Литмир - Электронная Библиотека

Легенда приписывает «создание» так называемых «матерных загибов» Петру Первому. Число слов в них колеблется от 30 до 331. «Загиб» предполагал употребление определенного количества матерных слов и выражений, которые должны были быть построены определенным образом. Искусство «загиба» предполагало, что не «соленость» должна была определять оскорбительность и язвительность «загиба», а юмор – чем смешнее, тем оскорбительнее!

Умение материться не абы как, а с «загибами» и с «показами» почиталось и среди матросов, и среди офицеров. И весь российский адмиралитет, и офицерство, да и сами матросы всегда искренне считали, что «матерные загибы» были больше «искусством», нежели бранью…

* * *

История донесла до нас немало веселых и, порой весьма поучительных историй, связанных с моряками российского парусного флота. Шутить на нашем флоте умели во все времена. Да и как иначе, когда порой именно соленая морская шутка помогала выжить в условиях той нелегкой и предельно жесткой службы. Начало российскому флотскому анекдоту положил сам родоначальник отечественного флота Петр Великий. Вот лишь несколько примеров петровского юмора:

«Осмотрев 60-пушечный корабль «Петр и Павел», заложенный еще в 1697 году руками Петра в Голландии, – государь обратился к капитану с словами: «Ну, брат, в войске сухопутном я прошел все чины: позволь же мне иметь счастие быть под твоей командой».

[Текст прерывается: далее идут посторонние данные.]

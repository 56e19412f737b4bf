//! Durable-store contract for the pipeline's entities.
//!
//! The pipeline only ever needs create/find-one/find-many operations, so
//! that is all [`QuizStore`] exposes. Each call commits independently — no
//! transaction spans multiple pipeline stages, so a crash between stages
//! can leave a partially-completed run (a quiz row whose document was never
//! marked processed, say) that is not auto-repaired.
//!
//! Identity and timestamps are assigned here, not by callers: stores accept
//! draft values ([`QuizDraft`], [`QuizResultDraft`], [`NoteDraft`],
//! [`DocumentDraft`]) and hand back the persisted entities. Promoting a
//! draft question to a [`crate::model::Question`] is also where it sheds
//! its page number.
//!
//! [`MemoryStore`] is the in-process implementation used by the CLI and
//! tests; a relational backend would implement the same trait.

mod memory;

pub use memory::MemoryStore;

use crate::error::QuizError;
use crate::model::{
    DocumentDraft, NoteDraft, Quiz, QuizDraft, QuizResult, QuizResultDraft, RawPage,
    SourceDocument, WrongAnswerNote,
};
use async_trait::async_trait;
use uuid::Uuid;

/// Create/find operations over the persisted entities.
#[async_trait]
pub trait QuizStore: Send + Sync {
    // ── Documents ─────────────────────────────────────────────────────────

    /// Register an ingested document.
    async fn create_document(&self, draft: DocumentDraft) -> Result<SourceDocument, QuizError>;

    async fn find_document(&self, id: Uuid) -> Result<Option<SourceDocument>, QuizError>;

    /// All documents, newest first, optionally scoped to one owner tag.
    async fn find_documents(&self, owner: Option<&str>) -> Result<Vec<SourceDocument>, QuizError>;

    /// Flip a document's `processed` flag to true.
    async fn mark_document_processed(&self, id: Uuid) -> Result<(), QuizError>;

    // ── Chunks ────────────────────────────────────────────────────────────

    /// Append extracted page text for a document.
    async fn create_chunks(&self, document_id: Uuid, pages: Vec<RawPage>)
        -> Result<(), QuizError>;

    /// A document's page text, ordered by page number. Empty when ingestion
    /// has not delivered yet.
    async fn find_chunks(&self, document_id: Uuid) -> Result<Vec<RawPage>, QuizError>;

    // ── Quizzes ───────────────────────────────────────────────────────────

    /// Persist a packaged quiz, assigning ids to it and its questions.
    async fn create_quiz(&self, draft: QuizDraft) -> Result<Quiz, QuizError>;

    async fn find_quiz(&self, id: Uuid) -> Result<Option<Quiz>, QuizError>;

    /// The non-regenerated quiz bound to a document, if one exists.
    async fn find_quiz_for_document(&self, document_id: Uuid)
        -> Result<Option<Quiz>, QuizError>;

    /// The regenerated quiz bound to a wrong-answer note, if one exists.
    async fn find_quiz_for_note(&self, note_id: Uuid) -> Result<Option<Quiz>, QuizError>;

    /// All quizzes, newest first.
    async fn find_quizzes(&self) -> Result<Vec<Quiz>, QuizError>;

    // ── Results ───────────────────────────────────────────────────────────

    /// Persist a graded submission.
    async fn create_result(&self, draft: QuizResultDraft) -> Result<QuizResult, QuizError>;

    async fn find_result(&self, id: Uuid) -> Result<Option<QuizResult>, QuizError>;

    // ── Wrong-answer notes ────────────────────────────────────────────────

    /// Persist a wrong-answer note with its item snapshots.
    async fn create_note(&self, draft: NoteDraft) -> Result<WrongAnswerNote, QuizError>;

    async fn find_note(&self, id: Uuid) -> Result<Option<WrongAnswerNote>, QuizError>;
}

Изумленный капитан не знал, что отвечать.

– Что же вы, господин капитан, не удостаиваете меня своим приказом! С какой должности обыкновенно начинают морскую службу?

– С каютного юнги! – отвечал изумленный капитан.

– Хорошо! – сказал монарх. – Теперь я заступаю его место.

– Помилуйте, Ваше Величество!

– Я теперь здесь не Ваше Величество, а начинающий морскую службу, в звании каютного юнги!

Капитан все еще думает, что государь шутит, и сказал:

– Ну, так полезай же на мачту и развяжи парус!

Монарх, не говоря ни слова, побежал на мачту по узкому трапу. Капитан едва не умер от страха, и весь экипаж обомлел, увидев отважность совершенно не опытного еще в матросской службе молодого царя. Тот, кто некогда обтесывал мачту, находится теперь на ее вершине! Он ведь был на своем корабле, им самим построенном! Заткнув топор за пояс, бывало, прощался он вечером со своим творением, чтобы наутро вновь приняться за работу.

Если этот корабль и не был дедом русского флота, то, по крайней мере, его отцом.

Между тем ветер колыхал корабль. Одно мгновение – и государь, надежда целого народа, мог бы упасть на палубу или в волны морские! Эта мысль ужасала капитана и всех Моряков, понимавших вполне опасное положение юного монарха. Ни один из старых матросов не отважился бы взойти на мачту, не подумав об опасности, ему предстоящей.

Все были в каком-то оцепенении, а государь между тем работал наверху. Вскоре конец развязанной веревки полетел на палубу, и государь, кинув орлиный взгляд на бесконечное пространство, покрытое седыми валами, сошел вниз. Капитан, видя, что государь был доволен его приказанием, но не желая подвергать его в другой раз столь очевидной опасности, велел новому юнге раскурить трубку и подать ее, что и было исполнено беспрекословно. Заметим, что капитан этот по имени Мус был некогда простым матросом в Голландии и понравился Петру во время пребывания нашего посольства в Амстердаме. Весьма естественно, что Мус, вспомнив прежнее время, когда он был товарищем и помощником царя в работе, так живо представил себе прошедшее, что тотчас же нашелся в роли повелителя, и, постигнув вполне свой новый сан, взглянул гордо на Петра и сказал:

– Поскорее принеси мне бутылку вина из каюты! Государь побежал вниз и явился с бутылкой и стаканом в руках.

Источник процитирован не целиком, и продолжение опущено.